Isabelle and Gertrude are still too small to begin piano lessons, but love to tinker on the instrument. Gertrude will begin schooling with me in the fall. I have started with her in secret, knowing that Isabelle will want to "play school" with her older sister. I am very proud of the girls and hope that they will eagerly wish to learn.

I spent about an hour pruning my flower garden and picking the right combination of roses for the dinner table. Some of my plants in the parlor, a fern and a spider plant, were looking a little withered, so I placed them on the porch. I warned Isabelle not to ‘kill’ them. That child has a mean streak in her. She loves to break or "kill" things with Frank’s hammer to see what makes them work.

Mary spent her day cleaning the house, starting in the sitting room. One never knows who might come calling on any given day. I make it a point to keep the house clean at all times. Having hired girls around allows me time to spend outdoors with my garden and flowers.

Mary and I started dinner around 4:00 PM. We began by killing, plucking and cleaning two of our less productive chickens. When the chickens stop giving eggs they usually end up dinner within a week. These were still plump and tender. Potatoes were from last year’s garden, kept in the cellar over the winter to keep from spoiling. Canned beans from last year’s garden and fresh lettuce from this year’s garden rounded out the meal (it is still too early for many of our garden’s vegetables). We did have radishes from the garden, because they are the first to grow in the spring.

I telephoned Frank at the office around 5:45 to remind him of dinner at six. He said he would be running late and would eat when he got home. No need to bring his meal to the office, he said.

The girls and I ate with Mary around six o’clock and had all the dishes done and the kitchen cleaned by seven. Frank arrived home at seven-thirty, ate, and went back out for house calls.

The girls had some time to play before their baths at eight. After bathing, we said evening prayers and I put them to bed. They are so vibrant and loving. I wish their father could see them growing up as I do, but I know he loves them and wants to provide for them. Besides, his patients need him. I try my best to be both father and mother to the girls, but at times I can see their disappointment.
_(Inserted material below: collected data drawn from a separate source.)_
use std::path::PathBuf;

use thiserror::Error;

fn join(list: &Vec<&'static str>) -> String {
    list.join(", ")
}

/// Reading a serialized network failed.
#[derive(Debug, Error)]
pub enum LoadError {
    #[error("Path to the model {0} doesn't exist or it's a directory")]
    ModelPath(PathBuf),
    #[error("Path to the weights {0} doesn't exist or it's a directory")]
    WeightsPath(PathBuf),
    #[error("malformed topology: {0}")]
    MalformedTopology(String),
    #[error("malformed weights: {0}")]
    MalformedWeights(String),
    #[error("topology is inconsistent: {0}")]
    Inconsistent(#[from] ShapeError),
    #[error("IO error: {0}")]
    Io(#[from] std::io::Error),
}

/// An endpoint setter was given a value outside the supported set, or
/// an endpoint name that does not exist.
#[derive(Debug, Error)]
pub enum ValidationError {
    #[error("Unsupported precision {value}! List of supported precisions: {}", join(.supported))]
    UnsupportedPrecision {
        value: String,
        supported: Vec<&'static str>,
    },
    #[error("Unsupported layout {value}! List of supported layouts: {}", join(.supported))]
    UnsupportedLayout {
        value: String,
        supported: Vec<&'static str>,
    },
    #[error("network has no input named {0:?}")]
    UnknownInput(String),
    #[error("network has no output named {0:?}")]
    UnknownOutput(String),
}

/// The shape-inference collaborator rejected a shape request.
#[derive(Debug, Error)]
pub enum ShapeError {
    #[error("layer {layer:?} has unsupported kind {kind:?}")]
    UnsupportedOp { layer: String, kind: String },
    #[error("layer {layer:?} is missing required attribute {attr:?}")]
    MissingAttr { layer: String, attr: &'static str },
    #[error("layer {layer:?} references unknown producer {producer}")]
    MissingProducer { layer: String, producer: crate::PortRef },
    #[error("layer {layer:?} expects {expected} input(s), has {actual}")]
    ArityMismatch {
        layer: String,
        expected: usize,
        actual: usize,
    },
    #[error("no shape requested or stored for input layer {0:?}")]
    UnresolvedInput(String),
    #[error("cycle detected at layer {0:?}")]
    Cycle(String),
    #[error("incompatible shape at layer {layer:?}: {reason}")]
    Incompatible { layer: String, reason: String },
}

/// A reshape request could not be applied. The descriptor is left in
/// its prior state.
#[derive(Debug, Error)]
pub enum ReshapeError {
    #[error("network has no input named {0:?}")]
    UnknownInput(String),
    #[error("requested shape {shape} for input {input:?} is invalid")]
    InvalidShape { input: String, shape: crate::Shape },
    #[error("batch size must be positive, got {0}")]
    InvalidBatchSize(usize),
    #[error("inputs disagree on the batch dimension: {0}")]
    BatchMismatch(String),
    #[error(transparent)]
    Inference(#[from] ShapeError),
}

/// Extending the output set failed.
#[derive(Debug, Error)]
pub enum AddOutputsError {
    #[error("network has no layer named {0:?}")]
    UnknownLayer(String),
    #[error("layer {layer:?} has no output port {port}")]
    UnknownPort { layer: String, port: usize },
}

/// Writing the network back out failed.
#[derive(Debug, Error)]
pub enum SerializeError {
    #[error("failed to write topology to {path}: {source}")]
    Topology {
        path: PathBuf,
        source: std::io::Error,
    },
    #[error("failed to write weights to {path}: {source}")]
    Weights {
        path: PathBuf,
        source: std::io::Error,
    },
}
They love their father dearly, as I do, but do not understand his commitment to his practice.

I heard Frank’s horse in the yard around 11:00 PM. Looking out the window I could see his faint lantern lighting his way. Both man and steed were tired and hungry from the long evening. Frank visited four families after dinner while out on house calls. Thankfully, Jack, Frank’s hired man who helps with livestock and the crops, stayed late working on some horse harnesses and was able to put up Frank’s horse. Jack is a great friend to Frank, and I am thankful for him.

After a quick snack of bread and honey by carbide light, Frank came upstairs to bed. Frank loved the latest "technology" as he called it and had the carbide lights installed in our home. They shed much more light than lanterns or candles, but cost much more. They are still no match for Mother Nature and the sun.

Our usual bed-time conversation consisted of his patients and our family. Mrs. Willimington was due to have her baby any day now. Frank hoped that they would have a boy, as he always does. Having two girls himself, Frank hopes that our next child will be a boy. I really want to give him a boy, but feel that I can raise girls a little bit better.

Next month will be our fourth year in this home. It is truly our dream home. Frank’s practice is soaring and I hope to remain in Greentop for many years to come.

I finally turn out the carbide light around midnight.